Almost one year into the COVID-19 pandemic, many studies have examined a variety of mental health outcomes associated with pandemic-induced distress. Most of these studies have been cross-sectional, although some longitudinal studies currently exist. In comparison, our findings of decreasing distress over time are like those observed among resident physicians in Singapore [27]. There, lower stress was observed at three months, and significant predictors included living alone, less ability to problem solve, and seeking social support [27]). Our findings also echo the pattern observed in the Chinese general population, where psychiatric distress decreased significantly between the COVID-19 onset and peak number of cases one month later [28]. In that population, protective factors included high level of confidence in doctors, perceived survival likelihood, low risk of contracting COVID-19, satisfaction with health information and personal precautionary measures. In contrast, psychological distress scores worsened in Japanese HCWs assessed between mid-March and mid-May 2020, while those of the Japanese public stabilized or improved [29]. Similarly, distress did not change over time in a Spanish general population, where constant news consumption was predictive of higher distress [30].
Unlike the comparison of distress scores between our study and other research, a comparison of our MIES results with other HCW-focused research is difficult [15,31]. Therefore, we are unable to comment on how our findings of moral injury scores remaining stable might resemble findings observed in other settings. A qualitative study analyzed responses of recently deployed military nurses and physicians about traumatic exposures using a moral injury analysis framework [32]. While negative psychosocial consequences were easily identified, the authors could not assess the degree to which moral injury contributed to these outcomes. In another study of preclinical medical students regarding experience with trauma, moral injury themes resonated with interview respondents [33]. These themes included being troubled about acts they had witnessed, and being concerned about inability to act responsively [33].
Our findings’ importance lies in whether the reported scores can predict development of a mental health disorder such as PTSD. Several authors have proposed threshold scores for the IES-R that correlate with clinical diagnosis of PTSD, ranging from 27 to 33 [34,35,36,37]. IES-R scores in our population, even in the entire cohort (23.44 ± 13.80, n = 219) sampled at baseline in late March 2020, did not reach this level [18]. They were similar in scale, however, to that reported among Chinese HCWs during the peak of their reported COVID-19 cases in late January 2020 (20.0, IQR (7.0–31.0), n = 1257) [24]. This may provide some reassurance that HCWs were able to cope with traumatic experiences during the first months of the pandemic.
It is unclear, however, why moral injury remained constant in this population. Total MIES scores measured in the longitudinal subgroup (range 14.36 to 15.40), and in the entire baseline cohort (16.15 ± 7.80, n = 219), were lower than those seen in military service members [18,25]. Subscale scores for “betrayals by others” in the initial cohort, however, (2.10 ± 1.28, n = 219) were similar to those reported in soldiers running from combat deployments [25]. In previous work in military populations, MIES scores, particularly in the subdomains of transgressions of others and betrayal, were most strongly associated with PTSD symptoms [26]. Whether the betrayals or transgressions of others experienced by HCWs could achieve the same impact as that experienced during combat is not known.
Studies primarily involving nurses have assessed the concept of moral distress.
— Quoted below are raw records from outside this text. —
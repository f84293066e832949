//! Historical kline backfill from the Binance REST API

use crate::data::{normalize_pair, Bar, Timeframe};
use crate::Result;
use anyhow::{anyhow, bail, Context};
use serde_json::Value;
use std::time::Duration;
use tracing::{debug, info};

/// Binance spot REST endpoint
pub const BINANCE_REST_URL: &str = "https://api.binance.com";

/// Binance caps a single klines request at this many bars
pub const MAX_KLINE_LIMIT: usize = 1000;

/// Binance kline interval name for a timeframe, if Binance offers it
pub fn binance_interval(timeframe: Timeframe) -> Option<&'static str> {
    const MINUTE: i64 = 60_000;
    let interval = match timeframe.interval_ms() {
        ms if ms == MINUTE => "1m",
        ms if ms == 3 * MINUTE => "3m",
        ms if ms == 5 * MINUTE => "5m",
        ms if ms == 15 * MINUTE => "15m",
        ms if ms == 30 * MINUTE => "30m",
        ms if ms == 60 * MINUTE => "1h",
        ms if ms == 120 * MINUTE => "2h",
        ms if ms == 240 * MINUTE => "4h",
        ms if ms == 360 * MINUTE => "6h",
        ms if ms == 480 * MINUTE => "8h",
        ms if ms == 720 * MINUTE => "12h",
        ms if ms == 1_440 * MINUTE => "1d",
        ms if ms == 4_320 * MINUTE => "3d",
        ms if ms == 10_080 * MINUTE => "1w",
        _ => return None,
    };
    Some(interval)
}

/// "BTC/USDT" → "BTCUSDT"
pub fn binance_symbol(instrument: &str) -> Option<String> {
    normalize_pair(instrument).map(|(base, quote)| format!("{}{}", base, quote))
}

/// Parse a klines response body into ascending bars.
///
/// Each row is `[open_time, "open", "high", "low", "close", "volume", close_time, ...]`.
pub fn parse_klines(body: &Value) -> Result<Vec<Bar>> {
    let rows = body.as_array().ok_or_else(|| anyhow!("klines response is not an array"))?;

    let mut bars = Vec::with_capacity(rows.len());
    for (i, row) in rows.iter().enumerate() {
        let fields = row
            .as_array()
            .ok_or_else(|| anyhow!("kline row {} is not an array", i))?;
        if fields.len() < 6 {
            bail!("kline row {} has {} fields, expected at least 6", i, fields.len());
        }

        let timestamp = fields[0]
            .as_i64()
            .ok_or_else(|| anyhow!("kline row {} has a non-integer open time", i))?;
        let number = |idx: usize, name: &str| -> Result<f64> {
            match &fields[idx] {
                Value::String(s) => s
                    .parse::<f64>()
                    .with_context(|| format!("kline row {} has an invalid {}", i, name)),
                Value::Number(n) => n
                    .as_f64()
                    .ok_or_else(|| anyhow!("kline row {} has an invalid {}", i, name)),
                _ => bail!("kline row {} has an invalid {}", i, name),
            }
        };

        bars.push(Bar::new(
            timestamp,
            number(1, "open")?,
            number(2, "high")?,
            number(3, "low")?,
            number(4, "close")?,
            number(5, "volume")?,
        ));
    }

    bars.sort_by_key(|b| b.timestamp);
    Ok(bars)
}

/// Binance kline REST client
#[derive(Debug, Clone)]
pub struct BinanceKlineClient {
    base_url: String,
    client: reqwest::Client,
}

impl BinanceKlineClient {
    pub fn new(base_url: impl Into<String>, timeout_secs: u64) -> Result<Self> {
        let client = reqwest::Client::builder()
            .timeout(Duration::from_secs(timeout_secs))
            .build()
            .context("Failed to create HTTP client")?;
        Ok(Self {
            base_url: base_url.into(),
            client,
        })
    }

    pub fn base_url(&self) -> &str {
        &self.base_url
    }

    fn klines_url(&self, symbol: &str, interval: &str, limit: usize) -> String {
        format!(
            "{}/api/v3/klines?symbol={}&interval={}&limit={}",
            self.base_url.trim_end_matches('/'),
            symbol,
            interval,
            limit.clamp(1, MAX_KLINE_LIMIT)
        )
    }

    /// Fetch the most recent `limit` bars, oldest first.
    ///
    /// The last bar is usually still open; the live stream keeps mutating it.
    pub async fn fetch_klines(&self, instrument: &str, timeframe: Timeframe, limit: usize) -> Result<Vec<Bar>> {
        let symbol = binance_symbol(instrument).ok_or_else(|| anyhow!("unrecognized instrument '{}'", instrument))?;
        let interval =
            binance_interval(timeframe).ok_or_else(|| anyhow!("Binance has no {} kline interval", timeframe))?;
        let url = self.klines_url(&symbol, interval, limit);
        debug!("Fetching klines: {}", url);

        let response = self
            .client
            .get(&url)
            .send()
            .await
            .with_context(|| format!("Failed to request klines for {}", instrument))?;

        let status = response.status();
        if !status.is_success() {
            let text = response.text().await.unwrap_or_default();
            bail!("Binance klines request failed with status {}: {}", status, text);
        }

        let body: Value = response.json().await.context("Failed to decode klines response")?;
        let bars = parse_klines(&body)?;
        info!("Fetched {} {} klines for {}", bars.len(), timeframe, instrument);
        Ok(bars)
    }
}
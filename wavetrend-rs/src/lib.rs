//! WaveTrend-RS: streaming candle aggregation and Wave Trend signals
//!
//! This crate turns a live stream of price ticks into fixed-interval bars and
//! recomputes the Wave Trend oscillator over each bar series as it changes:
//! - [barter-rs](https://github.com/barter-rs/barter) for live trades
//! - [ta-rs](https://github.com/greyblake/ta-rs) for the supporting moving averages and RSI
//!
//! # Features
//!
//! - **Data Management**: per (instrument, timeframe) bar series with sealed history
//! - **Aggregation**: tick → bar boundary decisions, late-tick rejection
//! - **Technical Indicators**: Wave Trend (EMA → EMA → CI → EMA → SMA), SMA trend, RSI
//! - **Signals**: overbought/oversold zones and WT1/WT2 crossovers
//! - **Exchange Integration**: Binance trades via barter-data, kline backfill via REST
//!
//! # Example
//!
//! ```no_run
//! use std::sync::Arc;
//! use wavetrend_rs::prelude::*;
//!
//! fn main() -> Result<()> {
//!     let store = Arc::new(SeriesStore::new());
//!     let pipeline = SignalPipeline::new(store, PipelineConfig::default(), Box::new(LogSink))?;
//!     pipeline.register("BTC/USDT")?;
//!     pipeline.on_tick(&Tick::new("BTC/USDT", 1_700_000_000_000, 42_000.0));
//!     Ok(())
//! }
//! ```

pub mod config;
pub mod data;
pub mod error;
pub mod exchange;
pub mod indicators;
pub mod pipeline;
pub mod signal;

// Re-export commonly used types
pub mod prelude {
    pub use crate::config::*;
    pub use crate::data::*;
    pub use crate::error::*;
    pub use crate::exchange::*;
    pub use crate::indicators::*;
    pub use crate::pipeline::*;
    pub use crate::signal::*;

    pub use anyhow::{Context, Result};
}

/// Result type alias
pub type Result<T> = anyhow::Result<T>;
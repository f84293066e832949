use anyhow::Result;
use std::sync::Arc;
use tokio::time::{interval, Duration};
use tracing_subscriber::EnvFilter;
use wavetrend_rs::prelude::*;

mod config;

use crate::config::Config;

#[tokio::main]
async fn main() -> Result<(), anyhow::Error> {
    tracing_subscriber::fmt()
        .with_env_filter(EnvFilter::try_from_default_env().unwrap_or_else(|_| EnvFilter::new("info")))
        .init();

    tracing::info!("Starting Wave Trend signal bot...");

    let config = Config::from_env()?;
    let store = Arc::new(SeriesStore::with_max_bars(config.pipeline.max_bars));
    let pipeline = SignalPipeline::new(store, config.pipeline.clone(), Box::new(LogSink))?;

    let mut instruments = Vec::with_capacity(config.symbols.len());
    for symbol in &config.symbols {
        instruments.push(pipeline.register(symbol)?);
    }
    tracing::info!(
        "Tracking {} on {}",
        instruments.join(", "),
        config
            .pipeline
            .timeframes
            .iter()
            .map(|tf| tf.label())
            .collect::<Vec<_>>()
            .join(", ")
    );

    // Backfill before the live stream so the first ticks land on a warm series
    let client = BinanceKlineClient::new(&config.binance_rest_url, 30)?;
    for instrument in &instruments {
        for timeframe in &config.pipeline.timeframes {
            match client.fetch_klines(instrument, *timeframe, config.backfill_limit).await {
                Ok(bars) => {
                    if let Err(e) = pipeline.load_history(instrument, *timeframe, bars) {
                        tracing::warn!("Failed to load history for {} {}: {}", instrument, timeframe, e);
                    }
                }
                Err(e) => tracing::warn!("Backfill failed for {} {}: {:#}", instrument, timeframe, e),
            }
        }
    }

    let (streamer, mut ticks) = TickStreamer::binance(&instruments, DEFAULT_TICK_BUFFER)?;
    tracing::info!("Started {} trade streams", streamer.len());

    let mut summary = interval(Duration::from_secs(config.report_interval_secs.max(1)));
    let shutdown = tokio::signal::ctrl_c();
    tokio::pin!(shutdown);

    loop {
        tokio::select! {
            tick = ticks.recv() => {
                match tick {
                    Some(tick) => {
                        pipeline.on_tick(&tick);
                    }
                    None => {
                        tracing::warn!("All trade streams ended, exiting...");
                        break;
                    }
                }
            }
            _ = summary.tick() => {
                log_summary(&pipeline);
            }
            _ = &mut shutdown => {
                tracing::info!("Shutdown requested");
                break;
            }
        }
    }

    log_summary(&pipeline);
    Ok(())
}

fn log_summary(pipeline: &SignalPipeline) {
    let now = chrono::Utc::now().format("%H:%M:%S");
    for report in pipeline.reports() {
        let wt = &report.wave_trend;
        let trend = report
            .moving_averages
            .map(|ma| if ma.fast_above_slow { "up" } else { "down" })
            .unwrap_or("n/a");
        tracing::info!(
            "[{}] {} {}: wt1 {:.2} wt2 {} rsi {} trend {}",
            now,
            report.instrument,
            report.timeframe,
            wt.wt1,
            wt.wt2.map(|v| format!("{:.2}", v)).unwrap_or_else(|| "n/a".to_string()),
            report.rsi.map(|v| format!("{:.1}", v)).unwrap_or_else(|| "n/a".to_string()),
            trend
        );
    }
}
//! Instrument name normalization

/// Normalize pair format to "BASE/QUOTE" (e.g., "BTCUSDT" -> "BTC/USDT", "inj_usdt" -> "INJ/USDT")
pub fn normalize_pair(pair: &str) -> Option<(String, String)> {
    let pair_upper = pair.trim().to_uppercase();

    for separator in ['/', '_', '-'] {
        if pair_upper.contains(separator) {
            let parts: Vec<&str> = pair_upper.split(separator).collect();
            if parts.len() == 2 && !parts[0].is_empty() && !parts[1].is_empty() {
                return Some((parts[0].to_string(), parts[1].to_string()));
            }
            return None;
        }
    }

    // Try to detect common quote currencies at the end
    let common_quotes = ["USDT", "USDC", "BUSD", "BTC", "ETH", "BNB", "EUR", "USD"];

    for quote in common_quotes {
        if pair_upper.ends_with(quote) && pair_upper.len() > quote.len() {
            let base = &pair_upper[..pair_upper.len() - quote.len()];
            return Some((base.to_string(), quote.to_string()));
        }
    }

    None
}

/// Canonical instrument name, "BASE/QUOTE"
pub fn instrument_name(base: &str, quote: &str) -> String {
    format!("{}/{}", base.to_uppercase(), quote.to_uppercase())
}

/// Normalize any accepted spelling straight to "BASE/QUOTE"
pub fn canonical_instrument(pair: &str) -> Option<String> {
    normalize_pair(pair).map(|(base, quote)| instrument_name(&base, &quote))
}
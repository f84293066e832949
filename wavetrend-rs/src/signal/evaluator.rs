//! Wave Trend state → consumer-facing signals

use crate::data::Timeframe;
use crate::indicators::{MovingAverageState, RsiDivergences, WaveTrendState};
use chrono::{DateTime, Utc};
use serde::{Deserialize, Serialize};
use std::fmt;
use uuid::Uuid;

/// Signal classification
#[derive(Debug, Clone, Copy, PartialEq, Eq, Hash, Serialize, Deserialize)]
pub enum SignalKind {
    /// WT1 crossed above WT2
    BullishCross,
    /// WT1 crossed below WT2
    BearishCross,
    /// WT1 at or above overbought level 1
    StrongOverbought,
    /// WT1 at or above overbought level 2
    Overbought,
    /// WT1 at or below oversold level 1
    StrongOversold,
    /// WT1 at or below oversold level 2
    Oversold,
}

impl SignalKind {
    pub fn label(&self) -> &'static str {
        match self {
            SignalKind::BullishCross => "bullish cross",
            SignalKind::BearishCross => "bearish cross",
            SignalKind::StrongOverbought => "strongly overbought",
            SignalKind::Overbought => "overbought",
            SignalKind::StrongOversold => "strongly oversold",
            SignalKind::Oversold => "oversold",
        }
    }

    pub fn is_cross(&self) -> bool {
        matches!(self, SignalKind::BullishCross | SignalKind::BearishCross)
    }
}

impl fmt::Display for SignalKind {
    fn fmt(&self, f: &mut fmt::Formatter<'_>) -> fmt::Result {
        f.write_str(self.label())
    }
}

/// Everything computed for one series after one update
#[derive(Debug, Clone, PartialEq, Serialize, Deserialize)]
pub struct IndicatorReport {
    pub instrument: String,
    pub timeframe: Timeframe,
    pub wave_trend: WaveTrendState,
    /// `None` until the slow SMA has enough bars
    pub moving_averages: Option<MovingAverageState>,
    /// `None` until RSI has enough bars
    pub rsi: Option<f64>,
    /// `None` below the divergence minimum
    pub divergences: Option<RsiDivergences>,
}

/// Signal delivered to a sink
#[derive(Debug, Clone, PartialEq, Serialize, Deserialize)]
pub struct SignalEvent {
    pub id: Uuid,
    pub instrument: String,
    pub timeframe: Timeframe,
    /// Open time of the bar that produced the signal
    pub bar_timestamp: i64,
    pub kinds: Vec<SignalKind>,
    pub report: IndicatorReport,
    pub created_at: DateTime<Utc>,
}

/// Stateless mapping from indicator output to signals
pub struct SignalEvaluator;

impl SignalEvaluator {
    /// Classify a reading: a cross first, then at most one zone, strongest first
    pub fn classify(state: &WaveTrendState) -> Vec<SignalKind> {
        let mut kinds = Vec::with_capacity(2);

        if state.cross_over {
            kinds.push(SignalKind::BullishCross);
        } else if state.cross_under {
            kinds.push(SignalKind::BearishCross);
        }

        if state.overbought1 {
            kinds.push(SignalKind::StrongOverbought);
        } else if state.overbought2 {
            kinds.push(SignalKind::Overbought);
        } else if state.oversold1 {
            kinds.push(SignalKind::StrongOversold);
        } else if state.oversold2 {
            kinds.push(SignalKind::Oversold);
        }

        kinds
    }

    /// Build an event for a report, or `None` when nothing is signalled
    pub fn evaluate(report: &IndicatorReport) -> Option<SignalEvent> {
        let kinds = Self::classify(&report.wave_trend);
        if kinds.is_empty() {
            return None;
        }

        Some(SignalEvent {
            id: Uuid::new_v4(),
            instrument: report.instrument.clone(),
            timeframe: report.timeframe,
            bar_timestamp: report.wave_trend.timestamp,
            kinds,
            report: report.clone(),
            created_at: Utc::now(),
        })
    }
}
//! SMA (Simple Moving Average) indicator

use crate::error::CoreError;
use crate::indicators::Indicator;
use ta::indicators::SimpleMovingAverage;
use ta::Next;

/// SMA indicator wrapper
#[derive(Debug, Clone)]
pub struct SMA {
    inner: SimpleMovingAverage,
    period: usize,
    update_count: usize,
    last_value: Option<f64>,
}

impl SMA {
    /// Create new SMA indicator
    pub fn new(period: usize) -> Result<Self, CoreError> {
        let inner = SimpleMovingAverage::new(period)
            .map_err(|_| CoreError::InvalidConfig(format!("invalid SMA period {}", period)))?;
        Ok(Self {
            inner,
            period,
            update_count: 0,
            last_value: None,
        })
    }

    /// Get SMA period
    pub fn period(&self) -> usize {
        self.period
    }
}

impl Indicator for SMA {
    fn name(&self) -> &str {
        "SMA"
    }

    fn update(&mut self, value: f64) {
        let sma_value = self.inner.next(value);
        self.update_count += 1;
        if self.update_count >= self.period {
            self.last_value = Some(sma_value);
        }
    }

    fn value(&self) -> Option<f64> {
        self.last_value
    }

    fn is_ready(&self) -> bool {
        self.update_count >= self.period
    }
}

/// SMA at every position; `None` until a full window is available
pub fn calculate_sma(values: &[f64], period: usize) -> Result<Vec<Option<f64>>, CoreError> {
    let mut sma = SMA::new(period)?;
    let mut results = Vec::with_capacity(values.len());

    for &value in values {
        sma.update(value);
        results.push(sma.value());
    }

    Ok(results)
}

#[cfg(test)]
mod tests {
    use super::*;

    #[test]
    fn test_window_warm_up() {
        let out = calculate_sma(&[1.0, 2.0, 3.0, 4.0, 5.0, 6.0], 4).unwrap();
        assert_eq!(out[0], None);
        assert_eq!(out[2], None);
        assert!((out[3].unwrap() - 2.5).abs() < 1e-12);
        assert!((out[5].unwrap() - 4.5).abs() < 1e-12);
    }

    #[test]
    fn test_sma_indicator() {
        let mut sma = SMA::new(10).unwrap();
        assert_eq!(sma.name(), "SMA");
        assert_eq!(sma.period(), 10);
        assert!(!sma.is_ready());

        for i in 0..20 {
            sma.update(100.0 + (i as f64 * 0.1));
        }

        assert!(sma.is_ready());
        assert!(sma.value().is_some());
    }

    #[test]
    fn test_zero_period_rejected() {
        assert!(SMA::new(0).is_err());
    }
}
This is defined as knowing the right thing to do, but being unable to do it because of institutional constraints [38]. Moral distress survey results in various nursing settings showed moderately high levels even in non-pandemic times [13,39]. Moral distress has shown correlations with negative outcomes, but importantly with job abandonment and career change [13,39,40,41,42,43,44]. Job abandonment, while clearly significant for an individual HCW, also impacts an organization on multiple levels. Purely from a financial standpoint, a 2004 study showed that costs associated with turnover of physicians and registered nurses were $66,137 and $23,487 per worker [45]. These costs in 2020 values have likely increased further. Organizations have a need to prevent moral distress, if not from an ethical standpoint, then from a financial one. If moral injury and moral distress reflect the same constructs, there is clearly a need to mitigate their effects to preserve the individual and health systems alike.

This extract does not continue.